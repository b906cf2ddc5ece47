// src/api/fetcher.rs
//! Fetches a single conversation, absorbing rate limits and transient errors.

use super::outcome::{FetchFailure, FetchOutcome, FetchTarget, FetchedItem};
use super::ConversationRepository;
use crate::error::ErrorKind;
use crate::error_recovery::{retry_with_backoff, RetriesExhausted, RetryPolicy};
use crate::types::OrganizationId;
use std::sync::Arc;

/// Turns one target into exactly one `FetchOutcome`, never an error.
pub struct RateLimitedFetcher {
    repository: Arc<dyn ConversationRepository>,
    organization: OrganizationId,
    policy: RetryPolicy,
}

impl RateLimitedFetcher {
    pub fn new(
        repository: Arc<dyn ConversationRepository>,
        organization: OrganizationId,
        policy: RetryPolicy,
    ) -> Self {
        Self {
            repository,
            organization,
            policy,
        }
    }

    /// Fetches `target`, retrying per the policy.
    pub async fn fetch(&self, target: &FetchTarget) -> FetchOutcome {
        let result = retry_with_backoff(&self.policy, |attempt| {
            log::debug!("GET conversation {} (attempt {})", target, attempt);
            self.repository
                .fetch_conversation(&self.organization, target)
        })
        .await;

        match result {
            Ok(payload) => FetchOutcome::Success(FetchedItem {
                target: target.clone(),
                payload,
            }),
            Err(exhausted) => {
                let failure = classify_exhausted(target, exhausted);
                log::warn!("❌ Failed to fetch conversation {}", failure);
                FetchOutcome::Failure(failure)
            }
        }
    }
}

/// Maps the last attempt's error onto the per-item taxonomy.
fn classify_exhausted(target: &FetchTarget, exhausted: RetriesExhausted) -> FetchFailure {
    let kind = if exhausted.last_error.is_rate_limited() {
        ErrorKind::RateLimitExhausted
    } else {
        ErrorKind::RequestFailed(exhausted.last_error.status())
    };

    FetchFailure {
        target: target.clone(),
        kind,
        attempts: exhausted.attempts,
        detail: exhausted.last_error.to_string(),
    }
}
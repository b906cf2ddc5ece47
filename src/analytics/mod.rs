// src/analytics/mod.rs
//! Content measurement and statistics for an export.

use crate::api::FetchFailure;
use crate::error::ErrorKind;
use crate::formatting::ConversationDocument;
use crate::model::ContentBlock;
use std::collections::BTreeMap;
use std::fmt;

/// Running totals gathered while conversations are rendered.
#[derive(Debug, Clone, Default, PartialEq, Eq)]
pub struct ExportStats {
    pub conversations: usize,
    /// Conversations that rendered as a "failed to load" stub.
    pub stubs: usize,
    pub messages: usize,
    pub attachments: usize,
    pub tool_calls: usize,
    pub thinking_blocks: usize,
    pub failures_by_kind: BTreeMap<ErrorKind, usize>,
}

impl ExportStats {
    /// Counts one rendered conversation.
    pub fn record(&mut self, document: &ConversationDocument<'_>) {
        self.conversations += 1;

        let Some(messages) = document.messages() else {
            self.stubs += 1;
            return;
        };

        self.messages += messages.len();
        for message in messages {
            self.attachments += message.attachments.len();
            for block in &message.content {
                match block {
                    ContentBlock::ToolUse { .. } => self.tool_calls += 1,
                    ContentBlock::Thinking { .. } => self.thinking_blocks += 1,
                    _ => {}
                }
            }
        }
    }

    pub fn record_failures(&mut self, failures: &[FetchFailure]) {
        for failure in failures {
            *self.failures_by_kind.entry(failure.kind).or_insert(0) += 1;
        }
    }

    pub fn failed(&self) -> usize {
        self.failures_by_kind.values().sum()
    }
}

impl fmt::Display for ExportStats {
    fn fmt(&self, f: &mut fmt::Formatter<'_>) -> fmt::Result {
        write!(
            f,
            "{} conversations, {} messages, {} attachments, {} tool calls",
            self.conversations, self.messages, self.attachments, self.tool_calls
        )?;
        if self.stubs > 0 {
            write!(f, ", {} without messages", self.stubs)?;
        }
        if !self.failures_by_kind.is_empty() {
            let breakdown: Vec<String> = self
                .failures_by_kind
                .iter()
                .map(|(kind, count)| format!("{} {}", count, kind))
                .collect();
            write!(f, "; failed: {}", breakdown.join(", "))?;
        }
        Ok(())
    }
}
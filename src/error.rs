//! Error types for chainfr session operations
//!
//! Each collaborator has its own error type. The session layer wraps them in
//! [`SessionError`], choosing the variant by the step that failed rather than
//! by the collaborator that produced it.

use thiserror::Error;

/// Boxed error used by collaborators whose failure type is implementation-defined
pub type BoxError = Box<dyn std::error::Error + Send + Sync>;

/// Failure reported by the identity provider
#[derive(Error, Debug)]
pub enum AuthError {
    #[error("Sign-in cancelled by user")]
    Cancelled,

    #[error("Identity provider error: {0}")]
    Provider(String),
}

/// Failure of a call against the remote API
#[derive(Error, Debug)]
pub enum BackendError {
    #[error("HTTP error: {0}")]
    Http(#[from] reqwest::Error),

    #[error("Backend returned {status}: {message}")]
    Status { status: u16, message: String },

    #[error("Failed to decode backend response: {0}")]
    Decode(#[from] serde_json::Error),

    #[error("Backend error: {0}")]
    Other(String),
}

impl BackendError {
    /// Build a status error from a non-success response
    pub fn status(status: u16, message: impl Into<String>) -> Self {
        Self::Status {
            status,
            message: message.into(),
        }
    }

    pub fn other(message: impl Into<String>) -> Self {
        Self::Other(message.into())
    }
}

/// Failure of the cloud drive holding the wallet file
#[derive(Error, Debug)]
pub enum StorageError {
    #[error("IO error: {0}")]
    Io(#[from] std::io::Error),

    #[error("JSON error: {0}")]
    Json(#[from] serde_json::Error),

    #[error("File not found: {0}")]
    FileNotFound(String),

    #[error("File already exists: {0}")]
    AlreadyExists(String),
}

/// Errors surfaced to callers of the session layer
#[derive(Error, Debug)]
pub enum SessionError {
    #[error("Authentication failed: {0}")]
    Auth(#[from] AuthError),

    #[error("Registration failed: {0}")]
    Registration(#[source] BackendError),

    #[error("Wallet lookup failed: {0}")]
    Storage(#[from] StorageError),

    #[error("Cloud wallet creation failed: {0}")]
    WalletCreation(#[source] BoxError),

    #[error("Failed to fetch crypto accounts: {0}")]
    AccountFetch(#[source] BackendError),

    #[error("Backend error: {0}")]
    Backend(#[from] BackendError),

    #[error("Recipient already exists: {email}")]
    Duplicate { email: String },

    #[error("No user is logged in")]
    NotLoggedIn,
}

impl SessionError {
    pub fn wallet_creation(err: impl Into<BoxError>) -> Self {
        Self::WalletCreation(err.into())
    }
}
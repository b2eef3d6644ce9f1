//! Transfer API Mock Server
//!
//! A lightweight in-memory implementation of the remote transfer API.
//! Designed for local development against the chainfr session core.

use anyhow::{Context, Result};
use backend_mock::{run_server, MockStore};
use std::env;
use std::sync::Arc;

#[derive(Debug)]
struct Config {
    server_host: String,
    server_port: u16,
}

impl Config {
    fn from_env() -> Result<Self> {
        dotenv::dotenv().ok(); // Load .env file if present

        let server_host = env::var("SERVER_HOST")
            .unwrap_or_else(|_| "0.0.0.0".to_string());

        let server_port = env::var("SERVER_PORT")
            .unwrap_or_else(|_| "5000".to_string())
            .parse()
            .context("Invalid SERVER_PORT")?;

        Ok(Self {
            server_host,
            server_port,
        })
    }
}

#[tokio::main]
async fn main() -> Result<()> {
    // Initialize logging
    env_logger::Builder::from_env(env_logger::Env::default().default_filter_or("info"))
        .init();

    log::info!("Starting transfer API mock server...");

    let config = Config::from_env()
        .context("Failed to load configuration")?;

    log::info!("Server will listen on {}:{}", config.server_host, config.server_port);

    run_server(Arc::new(MockStore::new()), config.server_host, config.server_port)
        .await
        .context("Server error")?;

    Ok(())
}
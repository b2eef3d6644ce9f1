/// Transfer API Mock Server Library
///
/// In-memory stand-in for the remote transfer API, usable as a standalone
/// binary for local development or embedded in tests.

pub mod handlers;
pub mod server;
pub mod store;
pub mod types;

// Re-export commonly used types
pub use server::{create_router, run_server, serve};
pub use store::{MockStore, StoreError};
pub use types::*;
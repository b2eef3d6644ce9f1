//! Receive-funds wizard steps

#[derive(Debug, Clone, Copy, PartialEq, Eq, PartialOrd, Ord)]
pub enum ReceiveStep {
    Password,
    WalletSelection,
    Review,
    Receipt,
}

impl ReceiveStep {
    pub fn from_index(index: usize) -> Option<Self> {
        match index {
            0 => Some(Self::Password),
            1 => Some(Self::WalletSelection),
            2 => Some(Self::Review),
            3 => Some(Self::Receipt),
            _ => None,
        }
    }

    pub fn index(self) -> usize {
        match self {
            Self::Password => 0,
            Self::WalletSelection => 1,
            Self::Review => 2,
            Self::Receipt => 3,
        }
    }

    /// The progress indicator covers every step before the receipt
    pub fn shows_stepper(self) -> bool {
        self != Self::Receipt
    }

    /// The receipt is rendered on its own background
    pub fn is_receipt(self) -> bool {
        self == Self::Receipt
    }
}

#[derive(Debug, Clone)]
pub struct ReceiveFlow {
    step: ReceiveStep,
}

impl ReceiveFlow {
    pub fn new() -> Self {
        Self {
            step: ReceiveStep::Password,
        }
    }

    pub fn at(index: usize) -> Option<Self> {
        ReceiveStep::from_index(index).map(|step| Self { step })
    }

    pub fn step(&self) -> ReceiveStep {
        self.step
    }

    /// Advance one step; stays on the receipt once reached
    pub fn next(&mut self) -> ReceiveStep {
        self.step = ReceiveStep::from_index(self.step.index() + 1).unwrap_or(self.step);
        self.step
    }

    /// Go back one step; the receipt is final and the password step is first
    pub fn back(&mut self) -> ReceiveStep {
        if self.step != ReceiveStep::Receipt && self.step != ReceiveStep::Password {
            self.step = ReceiveStep::from_index(self.step.index() - 1).unwrap_or(self.step);
        }
        self.step
    }

    pub fn reset(&mut self) {
        self.step = ReceiveStep::Password;
    }
}

impl Default for ReceiveFlow {
    fn default() -> Self {
        Self::new()
    }
}
/// Axum HTTP handlers for the transfer API endpoints

use axum::{
    extract::{Query, State},
    http::StatusCode,
    response::{IntoResponse, Response},
    Json,
};
use serde_json::json;
use std::sync::Arc;

use crate::store::{MockStore, StoreError};
use crate::types::*;

/// Shared application state
pub type AppState = Arc<MockStore>;

/// Custom error type for handlers
pub enum ApiError {
    NotFound(String),
    Unauthorized(String),
    Conflict(String),
}

impl IntoResponse for ApiError {
    fn into_response(self) -> Response {
        let (status, message) = match self {
            ApiError::NotFound(msg) => (StatusCode::NOT_FOUND, msg),
            ApiError::Unauthorized(msg) => (StatusCode::UNAUTHORIZED, msg),
            ApiError::Conflict(msg) => (StatusCode::CONFLICT, msg),
        };

        (status, Json(json!({ "error": message }))).into_response()
    }
}

impl From<StoreError> for ApiError {
    fn from(err: StoreError) -> Self {
        match err {
            StoreError::UnknownToken => ApiError::Unauthorized(err.to_string()),
            StoreError::UserNotFound(_) | StoreError::RecipientNotFound(_) => {
                ApiError::NotFound(err.to_string())
            }
            StoreError::RecipientExists(_) => ApiError::Conflict(err.to_string()),
        }
    }
}

/// POST /api/v1/user/register
/// Registers the user (or fetches the existing record) and binds the token
pub async fn register(
    State(store): State<AppState>,
    Json(req): Json<RegisterRequest>,
) -> Json<UserRecord> {
    Json(store.register(&req.id_token, req.user_profile))
}

/// GET /api/v1/user/profile?email=
pub async fn get_user_profile(
    State(store): State<AppState>,
    Query(query): Query<ProfileQuery>,
) -> Result<Json<UserProfile>, ApiError> {
    Ok(Json(store.profile_by_email(&query.email)?))
}

/// POST /api/v1/recipients/list
pub async fn list_recipients(
    State(store): State<AppState>,
    Json(req): Json<TokenRequest>,
) -> Result<Json<Vec<Recipient>>, ApiError> {
    Ok(Json(store.recipients(&req.id_token)?))
}

/// POST /api/v1/recipients/add
/// Returns the updated recipient list
pub async fn add_recipient(
    State(store): State<AppState>,
    Json(req): Json<RecipientRequest>,
) -> Result<Json<Vec<Recipient>>, ApiError> {
    log::info!("Adding recipient {}", req.recipient.email);
    Ok(Json(store.add_recipient(&req.id_token, req.recipient)?))
}

/// POST /api/v1/recipients/remove
/// Returns the updated recipient list
pub async fn remove_recipient(
    State(store): State<AppState>,
    Json(req): Json<RecipientRequest>,
) -> Result<Json<Vec<Recipient>>, ApiError> {
    log::info!("Removing recipient {}", req.recipient.email);
    Ok(Json(store.remove_recipient(&req.id_token, &req.recipient)?))
}

/// POST /api/v1/accounts/list
pub async fn list_crypto_accounts(
    State(store): State<AppState>,
    Json(req): Json<TokenRequest>,
) -> Result<Json<Vec<CryptoAccount>>, ApiError> {
    Ok(Json(store.crypto_accounts(&req.id_token)?))
}

/// POST /api/v1/accounts/clear-cloud-wallet
pub async fn clear_cloud_wallet_accounts(
    State(store): State<AppState>,
    Json(req): Json<TokenRequest>,
) -> Result<Json<ClearAccountsResponse>, ApiError> {
    let removed = store.clear_cloud_wallet_accounts(&req.id_token)?;
    log::info!("Cleared {} cloud wallet account(s)", removed);
    Ok(Json(ClearAccountsResponse { removed }))
}

/// POST /api/v1/user/cloud-wallet-folder-meta
pub async fn get_cloud_wallet_folder_meta(
    State(store): State<AppState>,
    Json(req): Json<TokenRequest>,
) -> Result<Json<CloudWalletFolderMeta>, ApiError> {
    Ok(Json(store.folder_meta(&req.id_token)?))
}

/// POST /api/v1/user/register-time
pub async fn get_user_register_time(
    State(store): State<AppState>,
    Json(req): Json<TokenRequest>,
) -> Result<Json<RegisterTimeResponse>, ApiError> {
    let register_time = store.register_time(&req.id_token)?;
    Ok(Json(RegisterTimeResponse { register_time }))
}

/// GET /health
/// Health check endpoint
pub async fn health_check() -> &'static str {
    "ok"
}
-.-.-
Search the data above for the string "ErrorKind" and return every line that has it.

use crate::error::ErrorKind;
        ErrorKind::RateLimitExhausted
        ErrorKind::RequestFailed(exhausted.last_error.status())
use crate::error::ErrorKind;
    pub failures_by_kind: BTreeMap<ErrorKind, usize>,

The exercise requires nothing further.